Wort des Bischofs

Schenk den Armen Dein Erbarmen!

Trotz guter Wirtschaftslage gibt es viel Armut in Deutschland. Das zeigt der erneut der aktuelle Armutsbericht. Ein Anlass für Kardinal Woelki, den Blick zu lenken auf Dieter Flick. Dieter ist dieser Tage gestorben. Arm und allein.

 (DR)

Vor wenigen Tagen ist Dieter Flick gestorben. Er wurde nur 46 Jahre alt. Man fand ihn bewusstlos in einem Parkhaus hier in Köln. Er starb wenige Tage später auf der Intensivstation des Hildegardis-Krankenhauses. Das Team des "Notel", einer Nothilfestelle für Arme und Obdachlose, hat Dieter auf seinem letzten irdischen Weg begleitet und beerdigt. Für die Helfer war Dieter kein Unbekannter. Über 25 Jahre lang haben sie versucht, ihm ein menschenwürdiges Leben zu ermöglichen – und doch starb Dieter am Ende arm und allein.

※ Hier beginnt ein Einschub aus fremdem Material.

//! Prometheus metrics for the market API.
//!
//! One counter/histogram pair per API request, plus counters for
//! subgraph pagination, exposed at `/metrics` on the configured port.

use std::net::SocketAddr;

use metrics::{counter, histogram};
use metrics_exporter_prometheus::PrometheusBuilder;

/// Error type for metrics operations.
#[derive(Debug, thiserror::Error)]
pub enum MetricsError {
    /// Failed to start the metrics exporter.
    #[error("metrics exporter installation failed: {0}")]
    Installation(String),
}

/// Initialize the Prometheus metrics exporter.
///
/// Starts an HTTP server exposing metrics at `/metrics`.
pub fn init_metrics(listen_addr: SocketAddr) -> Result<(), MetricsError> {
    PrometheusBuilder::new()
        .with_http_listener(listen_addr)
        .install()
        .map_err(|e| MetricsError::Installation(e.to_string()))?;

    tracing::info!(addr = %listen_addr, "Prometheus metrics exporter started");
    Ok(())
}

/// Record one handled API request.
pub fn record_api_request(route: &str, status: u16, latency_secs: f64) {
    counter!(
        "bazaar_api_requests_total",
        "route" => route.to_string(),
        "status" => status.to_string(),
    )
    .increment(1);

    histogram!(
        "bazaar_api_request_duration_seconds",
        "route" => route.to_string(),
    )
    .record(latency_secs);
}

/// Record one completed (possibly multi-page) subgraph fetch.
pub fn record_subgraph_fetch(entity: &str, pages: u64, rows: usize) {
    counter!(
        "bazaar_subgraph_pages_total",
        "entity" => entity.to_string(),
    )
    .increment(pages);

    counter!(
        "bazaar_subgraph_rows_total",
        "entity" => entity.to_string(),
    )
    .increment(rows as u64);
}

Warum ich Ihnen von Dieter erzähle? Ich möchte den Armen hier bei uns im Land ein Gesicht geben. Vor wenigen Tagen wurde der neue Armutsbericht vorgelegt. Er zeigt, es gibt viele – viel zu viele – arme Menschen in Deutschland. Sie leben oft ausgegrenzt und immer am Rand der Gesellschaft. 12,5 Millionen Menschen hier bei uns leben unter der Armutsgrenze. Man mag politisch über diese Grenzdefinition und die Zahl streiten, an den Tatsachen ändert das nichts: Überall gibt es den vereinsamten, verarmten Rentner, die alleinerziehende Mutter, die seit Jahren keinen Urlaub mehr hatte, oder den Arbeitslosen, der sich aus Scham nicht mehr vor die Tür traut.

Unsere Gesellschaft schaut viel zu oft weg. Wir verschließen unsere Augen nicht nur vor dem Bettler in der Einkaufszone, sondern auch vor den armen Gestalten, die oft nur ein paar Straßen weiter in unserer Nachbarschaft leben.

Daher habe ich Ihnen von Dieter erzählt. Ich möchte, dass all die Armen in unsere Mitte kommen und bei ihrem Namen genannt werden. Sie dürfen uns einfach nicht länger egal sein. Gerade uns Christen muss klar sein: Jeder, der da verarmt, verlassen und am Rande der Gesellschaft lebt, ist eigentlich unser Bruder, unsere Schwester. Es ist Jesus Christus selber!

Wir sind reich, wir leben im Wohlstand – manchmal auch im Überfluss. Aber eins dürfen wir uns nicht leisten: Wir dürfen nicht länger wegsehen! Denn in jedem Armen, den wir in den Blick nehmen, werden wir Jesus Christus selber erkennen. Also: Hinschauen – und helfen!